Standards are key aspects of systems used to hold schools, educators, and students responsible for achieving desired educational outcomes. Academic content standards define what students need to know and be able to do. Achievement standards define how well students must perform to be proficient.
Organizations and states define the content standards that are the focus of assessments used for accountability. Increasingly, the focus of these standards is on ensuring that students make significant progress through school and leave school ready for positive college and career post-school outcomes.
Accountability for student learning occurs through several approaches. System accountability holds schools responsible for the performance of students. Educator accountability holds teachers, principals, and other educators accountable for the performance of students. Student accountability holds students responsible for their own learning.

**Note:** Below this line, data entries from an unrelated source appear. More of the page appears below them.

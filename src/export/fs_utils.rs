use crate::errors::{AppError, AppResult};
use crate::ui::messages::info;
use crate::ui::prompt::confirm;
use std::path::Path;

/// Check whether a file can be created or overwritten.
///
/// - missing file → Ok
/// - existing file with `force` → Ok
/// - existing file without `force` → ask the user
pub(crate) fn ensure_writable(path: &Path, force: bool) -> AppResult<()> {
    if !path.exists() || force {
        return Ok(());
    }

    if confirm(&format!("The file '{}' already exists. Overwrite?", path.display()))? {
        info("Existing file will be overwritten.");
        Ok(())
    } else {
        Err(AppError::Export(
            "cancelled: existing file not overwritten".to_string(),
        ))
    }
}
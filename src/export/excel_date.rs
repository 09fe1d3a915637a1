use chrono::{NaiveDate, NaiveDateTime};

const DATETIME_FORMATS: [&str; 2] = ["%Y-%m-%d %H:%M:%S", "%Y-%m-%d %H:%M"];

/// Try to read a string as a timestamp, returning the Excel serial number
/// and the number format to display it with.
pub(crate) fn parse_to_excel_date(s: &str) -> Option<(&'static str, f64)> {
    for fmt in DATETIME_FORMATS {
        if let Ok(dt) = NaiveDateTime::parse_from_str(s, fmt) {
            return naive_datetime_to_excel_serial(&dt).map(|serial| ("yyyy-mm-dd hh:mm:ss", serial));
        }
    }

    None
}

fn naive_datetime_to_excel_serial(dt: &NaiveDateTime) -> Option<f64> {
    let excel_epoch = NaiveDate::from_ymd_opt(1899, 12, 30)?.and_hms_opt(0, 0, 0)?;

    let duration = *dt - excel_epoch;

    let days = duration.num_days() as f64;
    let secs = (duration.num_seconds() - duration.num_days() * 86400) as f64;

    Some(days + secs / 86400.0)
}

#[cfg(test)]
mod tests {
    use super::*;

    #[test]
    fn known_serials() {
        let (fmt, serial) = parse_to_excel_date("1900-01-01 12:00:00").unwrap();
        assert_eq!(fmt, "yyyy-mm-dd hh:mm:ss");
        assert!((serial - 2.5).abs() < 1e-9);
        assert!(parse_to_excel_date("Ann").is_none());
    }
}
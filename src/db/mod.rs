pub mod initialize;
pub mod log;
pub mod migrate;
pub mod pool;
pub mod queries;
pub mod repository;
pub mod stats;
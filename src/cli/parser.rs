use crate::errors::{AppError, AppResult};
use crate::export::ExportFormat;
use crate::models::filter::TicketFilter;
use crate::models::status::Status;
use crate::utils::date::{DayBound, parse_datetime};
use crate::utils::range::parse_range_bounds;
use clap::{Args, Parser, Subcommand};

/// Command-line interface definition for rTicket
/// CLI application to track employees and their tickets with SQLite
#[derive(Parser, Debug)]
#[command(
    name = "rticket",
    version = env!("CARGO_PKG_VERSION"),
    about = "A simple ticketing CLI: track employees, their tickets and activation status using SQLite",
    long_about = None
)]
pub struct Cli {
    /// Override database path (useful for tests or custom DB)
    #[arg(global = true, long = "db")]
    pub db: Option<String>,

    /// Run in test mode (no config file update)
    #[arg(global = true, long = "test", hide = true)]
    pub test: bool,

    #[command(subcommand)]
    pub command: Commands,
}

#[derive(Subcommand, Debug)]
pub enum Commands {
    /// Initialize the database and configuration
    Init,

    /// Manage the configuration file (view, check or edit)
    Config {
        #[arg(long = "print", help = "Print the current configuration")]
        print_config: bool,

        #[arg(long = "check", help = "Check configuration file for missing fields")]
        check: bool,

        #[arg(
            long = "edit",
            help = "Edit the configuration file (default editor: $EDITOR, or nano/notepad)"
        )]
        edit_config: bool,

        #[arg(
            long = "editor",
            help = "Specify the editor to use (vim, nano, or custom path)"
        )]
        editor: Option<String>,
    },

    /// Manage the database (migrations, integrity checks, etc.)
    Db {
        #[arg(long = "migrate", help = "Run pending database migrations")]
        migrate: bool,

        #[arg(long = "check", help = "Check database integrity")]
        check: bool,

        #[arg(long = "vacuum", help = "Optimize the database using VACUUM")]
        vacuum: bool,

        #[arg(long = "info", help = "Show database information")]
        info: bool,
    },

    /// Print the internal log table
    Log {
        #[arg(long = "print", help = "Print rows from the internal log table")]
        print: bool,
    },

    /// Manage employees
    Employee {
        #[command(subcommand)]
        action: EmployeeCommand,
    },

    /// Manage tickets
    Ticket {
        #[command(subcommand)]
        action: TicketCommand,
    },

    /// Export the ticket report
    Export {
        #[arg(long, value_enum, default_value = "csv")]
        format: ExportFormat,

        #[arg(long, value_name = "FILE", help = "Absolute path of the output file")]
        file: String,

        #[command(flatten)]
        filter: FilterArgs,

        #[arg(long, short = 'f', help = "Overwrite the output file without asking")]
        force: bool,
    },

    /// Create a backup copy of the database
    Backup {
        #[arg(long, value_name = "FILE")]
        file: String,

        #[arg(long, help = "Write a .zip archive instead of a plain copy")]
        compress: bool,

        #[arg(long, short = 'f', help = "Overwrite the destination without asking")]
        force: bool,
    },
}

#[derive(Subcommand, Debug)]
pub enum EmployeeCommand {
    /// List all employees
    List,

    /// Register a new employee (starts active)
    Add {
        #[arg(long)]
        name: String,

        #[arg(long, help = "CPF, exactly 11 characters, unique")]
        cpf: String,
    },

    /// Show one employee
    Show { id: i32 },

    /// Activate or deactivate an employee
    Status {
        id: i32,

        /// A = active, I = inactive
        status: String,
    },

    /// Check whether a CPF would be accepted
    CheckCpf {
        cpf: String,

        #[arg(long, help = "Employee id whose own CPF is not a duplicate")]
        exclude: Option<i32>,
    },
}

#[derive(Subcommand, Debug)]
pub enum TicketCommand {
    /// List tickets, optionally filtered
    List {
        #[command(flatten)]
        filter: FilterArgs,
    },

    /// List the active employees that can receive tickets
    Employees,

    /// Create a ticket (starts active)
    Add {
        #[arg(long = "employee", help = "Employee id")]
        employee_id: i32,

        #[arg(long, allow_negative_numbers = true)]
        quantity: i32,
    },

    /// Update quantity and status of a ticket
    Update {
        id: i32,

        #[arg(long, allow_negative_numbers = true)]
        quantity: i32,

        #[arg(long, help = "A = active, I = inactive")]
        status: String,
    },
}

/// Ticket report filter as typed on the command line.
#[derive(Args, Debug, Clone, Default)]
pub struct FilterArgs {
    #[arg(long = "employee", help = "Only tickets of this employee id")]
    pub employee_id: Option<i32>,

    #[arg(
        long,
        help = "Created at or after (YYYY-MM-DD, YYYY-MM-DD HH:MM or RFC 3339)"
    )]
    pub from: Option<String>,

    #[arg(long, help = "Created at or before (a bare date covers the whole day)")]
    pub to: Option<String>,

    #[arg(
        long,
        conflicts_with_all = ["from", "to"],
        help = "Period: YYYY, YYYY-MM, YYYY-MM-DD or START:END of the same shape"
    )]
    pub range: Option<String>,

    #[arg(long, help = "A = active, I = inactive (default: both)")]
    pub status: Option<String>,
}

impl FilterArgs {
    pub fn to_filter(&self) -> AppResult<TicketFilter> {
        let (mut start, mut end) = (None, None);

        if let Some(r) = &self.range {
            let (s, e) = parse_range_bounds(r)?;
            start = Some(s);
            end = Some(e);
        }

        if let Some(f) = &self.from {
            start = Some(
                parse_datetime(f, DayBound::Start).ok_or_else(|| AppError::InvalidDate(f.clone()))?,
            );
        }

        if let Some(t) = &self.to {
            end = Some(
                parse_datetime(t, DayBound::End).ok_or_else(|| AppError::InvalidDate(t.clone()))?,
            );
        }

        let status = self.status.as_deref().map(parse_status).transpose()?;

        Ok(TicketFilter {
            employee_id: self.employee_id,
            start,
            end,
            status,
        })
    }
}

pub fn parse_status(code: &str) -> AppResult<Status> {
    Status::from_code(code).ok_or_else(|| AppError::InvalidStatus(code.to_string()))
}

#[cfg(test)]
mod tests {
    use super::*;
    use chrono::Timelike;

    #[test]
    fn cli_definition_is_consistent() {
        use clap::CommandFactory;
        Cli::command().debug_assert();
    }

    #[test]
    fn parses_ticket_list_filters() {
        let cli = Cli::try_parse_from([
            "rticket", "ticket", "list", "--employee", "1", "--from", "2025-01-01", "--to",
            "2025-01-31", "--status", "i",
        ])
        .unwrap();

        let Commands::Ticket {
            action: TicketCommand::List { filter },
        } = cli.command
        else {
            panic!("expected ticket list");
        };

        let f = filter.to_filter().unwrap();
        assert_eq!(f.employee_id, Some(1));
        assert_eq!(f.status, Some(Status::Inactive));
        assert_eq!(f.start.unwrap().hour(), 0);
        assert_eq!(f.end.unwrap().hour(), 23);
    }

    #[test]
    fn range_conflicts_with_explicit_bounds() {
        let res = Cli::try_parse_from([
            "rticket", "ticket", "list", "--range", "2025", "--from", "2025-01-01",
        ]);
        assert!(res.is_err());
    }

    #[test]
    fn bad_status_is_reported() {
        let args = FilterArgs {
            status: Some("X".into()),
            ..FilterArgs::default()
        };
        assert!(matches!(args.to_filter(), Err(AppError::InvalidStatus(_))));
    }
}
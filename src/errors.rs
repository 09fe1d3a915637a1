//! Unified application error type.
//! Every layer (db, core, cli, export) returns AppError so failures are
//! reported the same way from the store up to the command line.

use std::io;
use thiserror::Error;

#[derive(Error, Debug)]
pub enum AppError {
    // ---------------------------
    // IO
    // ---------------------------
    #[error("I/O error: {0}")]
    Io(#[from] io::Error),

    // ---------------------------
    // Database-related
    // ---------------------------
    #[error("Database error: {0}")]
    Db(#[from] rusqlite::Error),

    #[error("Database migration error: {0}")]
    Migration(String),

    // ---------------------------
    // Parsing errors
    // ---------------------------
    #[error("Invalid date format: {0}")]
    InvalidDate(String),

    #[error("Invalid status code: {0} (use A = active, I = inactive)")]
    InvalidStatus(String),

    #[error("Invalid range: {0}")]
    InvalidRange(String),

    // ---------------------------
    // Domain errors
    // ---------------------------
    #[error("Validation failed: {0}")]
    Validation(String),

    #[error("Employee #{0} not found")]
    EmployeeNotFound(i32),

    #[error("Ticket #{0} not found")]
    TicketNotFound(i32),

    // ---------------------------
    // Config errors
    // ---------------------------
    #[error("Configuration error: {0}")]
    Config(String),

    #[error("Failed to load configuration")]
    ConfigLoad,

    #[error("Failed to save configuration")]
    ConfigSave,

    // ---------------------------
    // Export errors
    // ---------------------------
    #[error("Export error: {0}")]
    Export(String),
}

impl AppError {
    /// True for the not-found family, whatever the record kind.
    pub fn is_not_found(&self) -> bool {
        matches!(
            self,
            AppError::EmployeeNotFound(_) | AppError::TicketNotFound(_)
        )
    }
}

pub type AppResult<T> = Result<T, AppError>;
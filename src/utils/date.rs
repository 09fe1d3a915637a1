//! Date/time parsing for command-line arguments.

use chrono::{
    DateTime, Local, LocalResult, NaiveDate, NaiveDateTime, NaiveTime, TimeZone, Timelike,
};

/// Accepted formats and whether they carry seconds.
const DATETIME_FORMATS: [(&str, bool); 4] = [
    ("%Y-%m-%d %H:%M:%S", true),
    ("%Y-%m-%dT%H:%M:%S", true),
    ("%Y-%m-%d %H:%M", false),
    ("%Y-%m-%dT%H:%M", false),
];

const LAST_NANO: u32 = 999_999_999;

pub fn parse_date(s: &str) -> Option<NaiveDate> {
    NaiveDate::parse_from_str(s.trim(), "%Y-%m-%d").ok()
}

/// Attach the local offset to a naive timestamp.
/// In a DST fold the earlier instant wins; in a gap there is no answer.
pub fn to_local(naive: NaiveDateTime) -> Option<DateTime<Local>> {
    match Local.from_local_datetime(&naive) {
        LocalResult::Single(dt) => Some(dt),
        LocalResult::Ambiguous(earliest, _) => Some(earliest),
        LocalResult::None => None,
    }
}

pub fn start_of_day(d: NaiveDate) -> Option<DateTime<Local>> {
    to_local(d.and_time(NaiveTime::MIN))
}

pub fn end_of_day(d: NaiveDate) -> Option<DateTime<Local>> {
    let last = NaiveTime::from_hms_nano_opt(23, 59, 59, LAST_NANO)?;
    to_local(d.and_time(last))
}

/// Which end of the day a bare date stands for.
#[derive(Debug, Clone, Copy, PartialEq, Eq)]
pub enum DayBound {
    Start,
    End,
}

/// Parse a filter bound: RFC 3339, `YYYY-MM-DD HH:MM[:SS]` or a bare
/// `YYYY-MM-DD`. As an upper bound a date covers its whole day and a
/// time covers its whole minute (or second).
pub fn parse_datetime(s: &str, bound: DayBound) -> Option<DateTime<Local>> {
    let s = s.trim();

    if let Ok(dt) = DateTime::parse_from_rfc3339(s) {
        return Some(dt.with_timezone(&Local));
    }

    for (fmt, has_seconds) in DATETIME_FORMATS {
        if let Ok(naive) = NaiveDateTime::parse_from_str(s, fmt) {
            return match bound {
                DayBound::Start => to_local(naive),
                DayBound::End => to_local(end_of_unit(naive, has_seconds)?),
            };
        }
    }

    let d = parse_date(s)?;
    match bound {
        DayBound::Start => start_of_day(d),
        DayBound::End => end_of_day(d),
    }
}

/// Last instant of the minute (or second) an upper bound names.
fn end_of_unit(naive: NaiveDateTime, has_seconds: bool) -> Option<NaiveDateTime> {
    let second = if has_seconds { naive.second() } else { 59 };
    let time = NaiveTime::from_hms_nano_opt(naive.hour(), naive.minute(), second, LAST_NANO)?;
    Some(naive.date().and_time(time))
}

#[cfg(test)]
mod tests {
    use super::*;

    #[test]
    fn bare_dates_expand_to_day_bounds() {
        let from = parse_datetime("2025-03-10", DayBound::Start).unwrap();
        let to = parse_datetime("2025-03-10", DayBound::End).unwrap();

        assert_eq!((from.hour(), from.minute()), (0, 0));
        assert_eq!((to.hour(), to.minute(), to.second()), (23, 59, 59));
        assert_eq!(from.date_naive(), to.date_naive());
    }

    #[test]
    fn explicit_times_are_kept() {
        let dt = parse_datetime("2025-03-10 14:30", DayBound::Start).unwrap();
        assert_eq!((dt.hour(), dt.minute(), dt.second()), (14, 30, 0));
    }

    #[test]
    fn minute_upper_bound_covers_the_whole_minute() {
        let to = parse_datetime("2025-03-10 14:30", DayBound::End).unwrap();
        assert_eq!((to.hour(), to.minute(), to.second()), (14, 30, 59));

        let created = parse_datetime("2025-03-10 14:30:42", DayBound::Start).unwrap();
        assert!(created <= to);

        let next = parse_datetime("2025-03-10 14:31", DayBound::Start).unwrap();
        assert!(next > to);
    }

    #[test]
    fn second_upper_bound_keeps_its_second() {
        let to = parse_datetime("2025-03-10T14:30:15", DayBound::End).unwrap();
        assert_eq!((to.minute(), to.second()), (30, 15));
    }

    #[test]
    fn rfc3339_is_accepted() {
        let dt = parse_datetime("2025-03-10T08:00:00+00:00", DayBound::Start).unwrap();
        let utc = dt.with_timezone(&chrono::Utc);
        assert_eq!(utc.hour(), 8);
    }

    #[test]
    fn garbage_is_rejected() {
        assert!(parse_datetime("10/03/2025", DayBound::Start).is_none());
        assert!(parse_date("2025-13-01").is_none());
    }
}
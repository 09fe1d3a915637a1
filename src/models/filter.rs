use super::{status::Status, ticket::Ticket};
use chrono::{DateTime, Local};
use serde::Serialize;

/// Optional-field query descriptor used to narrow the ticket listing.
/// Every present field is a predicate; predicates are combined with AND.
#[derive(Debug, Clone, Default, PartialEq, Serialize)]
pub struct TicketFilter {
    pub employee_id: Option<i32>,
    pub start: Option<DateTime<Local>>,
    pub end: Option<DateTime<Local>>,
    pub status: Option<Status>,
}

impl TicketFilter {
    pub fn for_employee(employee_id: i32) -> Self {
        Self {
            employee_id: Some(employee_id),
            ..Self::default()
        }
    }

    pub fn between(start: DateTime<Local>, end: DateTime<Local>) -> Self {
        Self {
            start: Some(start),
            end: Some(end),
            ..Self::default()
        }
    }

    pub fn is_empty(&self) -> bool {
        self.employee_id.is_none()
            && self.start.is_none()
            && self.end.is_none()
            && self.status.is_none()
    }

    pub fn matches(&self, ticket: &Ticket) -> bool {
        if let Some(id) = self.employee_id
            && ticket.employee_id != id
        {
            return false;
        }

        if let Some(start) = self.start
            && ticket.created_at < start
        {
            return false;
        }

        if let Some(end) = self.end
            && ticket.created_at > end
        {
            return false;
        }

        match self.status {
            Some(wanted) => ticket.status == wanted,
            // no status requested: show both active and inactive
            None => matches!(ticket.status, Status::Active | Status::Inactive),
        }
    }
}
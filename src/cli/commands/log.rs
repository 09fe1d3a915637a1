use crate::cli::commands::open_pool;
use crate::cli::parser::Commands;
use crate::config::Config;
use crate::core::log::LogLogic;
use crate::errors::AppResult;

pub fn handle(cmd: &Commands, cfg: &Config) -> AppResult<()> {
    if matches!(cmd, Commands::Log { print: true }) {
        let pool = open_pool(cfg)?;
        LogLogic::print_log(&pool)?;
    }

    Ok(())
}
use crate::cli::commands::open_pool;
use crate::cli::parser::Commands;
use crate::config::Config;
use crate::core::backup::BackupLogic;
use crate::errors::AppResult;
use crate::utils::path::expand_tilde;

pub fn handle(cmd: &Commands, cfg: &Config) -> AppResult<()> {
    if let Commands::Backup {
        file,
        compress,
        force,
    } = cmd
    {
        let pool = open_pool(cfg)?;
        let dest = expand_tilde(file);
        BackupLogic::backup(
            &pool,
            &cfg.database,
            &dest.to_string_lossy(),
            *compress,
            *force,
        )?;
    }

    Ok(())
}
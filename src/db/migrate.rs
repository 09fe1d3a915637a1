use crate::ui::messages::success;
use chrono::Local;
use rusqlite::{Connection, OptionalExtension, Result};

/// One schema step. Applied steps are recorded in the `log` table as
/// `migration_applied` rows whose target is the version string.
struct Migration {
    version: &'static str,
    description: &'static str,
    sql: &'static str,
}

const MIGRATIONS: &[Migration] = &[
    Migration {
        version: "20251017_0001_create_employees",
        description: "Created employees table",
        sql: r#"
        CREATE TABLE IF NOT EXISTS employees (
            id          INTEGER PRIMARY KEY AUTOINCREMENT,
            name        TEXT NOT NULL DEFAULT '',
            cpf         TEXT NOT NULL,
            status      TEXT NOT NULL DEFAULT 'A' CHECK(status IN ('A','I')),
            created_at  TEXT NOT NULL,
            updated_at  TEXT
        );

        CREATE UNIQUE INDEX IF NOT EXISTS idx_employees_cpf ON employees(cpf);
        "#,
    },
    Migration {
        version: "20251017_0002_create_tickets",
        description: "Created tickets table",
        sql: r#"
        CREATE TABLE IF NOT EXISTS tickets (
            id           INTEGER PRIMARY KEY AUTOINCREMENT,
            employee_id  INTEGER NOT NULL REFERENCES employees(id),
            quantity     INTEGER NOT NULL DEFAULT 0,
            status       TEXT NOT NULL DEFAULT 'A' CHECK(status IN ('A','I')),
            created_at   TEXT NOT NULL,
            updated_at   TEXT
        );
        "#,
    },
    Migration {
        version: "20251017_0003_ticket_created_at_index",
        description: "Indexed tickets by creation time",
        sql: r#"
        CREATE INDEX IF NOT EXISTS idx_tickets_created_at ON tickets(created_at);
        "#,
    },
];

/// Ensure that the `log` table exists.
fn ensure_log_table(conn: &Connection) -> Result<()> {
    conn.execute_batch(
        r#"
        CREATE TABLE IF NOT EXISTS log (
            id        INTEGER PRIMARY KEY AUTOINCREMENT,
            date      TEXT NOT NULL,
            operation TEXT NOT NULL,
            target    TEXT DEFAULT '',
            message   TEXT NOT NULL
        );
        "#,
    )?;
    Ok(())
}

fn is_applied(conn: &Connection, version: &str) -> Result<bool> {
    let mut chk = conn.prepare(
        "SELECT 1 FROM log
         WHERE operation = 'migration_applied' AND target = ?1
         LIMIT 1",
    )?;
    Ok(chk.query_row([version], |_| Ok(())).optional()?.is_some())
}

fn apply(conn: &Connection, m: &Migration) -> Result<()> {
    let tx = conn.unchecked_transaction()?;

    tx.execute_batch(m.sql)?;
    tx.execute(
        "INSERT INTO log (date, operation, target, message)
         VALUES (?1, 'migration_applied', ?2, ?3)",
        [Local::now().to_rfc3339().as_str(), m.version, m.description],
    )?;

    tx.commit()
}

/// Versions not yet applied, in order.
pub fn pending_migrations(conn: &Connection) -> Result<Vec<&'static str>> {
    ensure_log_table(conn)?;

    let mut out = Vec::new();
    for m in MIGRATIONS {
        if !is_applied(conn, m.version)? {
            out.push(m.version);
        }
    }
    Ok(out)
}

/// Public entry point: run all pending migrations.
///
/// Called by `db::initialize::init_db()` and `db --migrate`.
/// Returns the number of steps applied.
pub fn run_pending_migrations(conn: &Connection) -> Result<usize> {
    ensure_log_table(conn)?;

    let mut applied = 0;
    for m in MIGRATIONS {
        if is_applied(conn, m.version)? {
            continue;
        }

        apply(conn, m)?;
        applied += 1;

        success(format!("Migration applied: {} → {}", m.version, m.description));
    }

    Ok(applied)
}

Students with disabilities, English learners (ELs), and ELs with disabilities should be included in all aspects of standards and accountability. Past history showed that when excluded, these students suffered many unintended consequences such as watered-down curricula and less instructional attention. This often resulted in depressed progress through school and failure to achieve positive post-school outcomes.
If students with disabilities, ELs, and ELs with disabilities are to benefit from standards and accountability, they must be included in all aspects of the system. Students need access to rigorous standards through high quality curricula and instruction. They also need valid, reliable, and fair assessment of their progress toward the standards. Careful alignment of student learning to the standards set for all students will ensure that progress, not just access, occurs.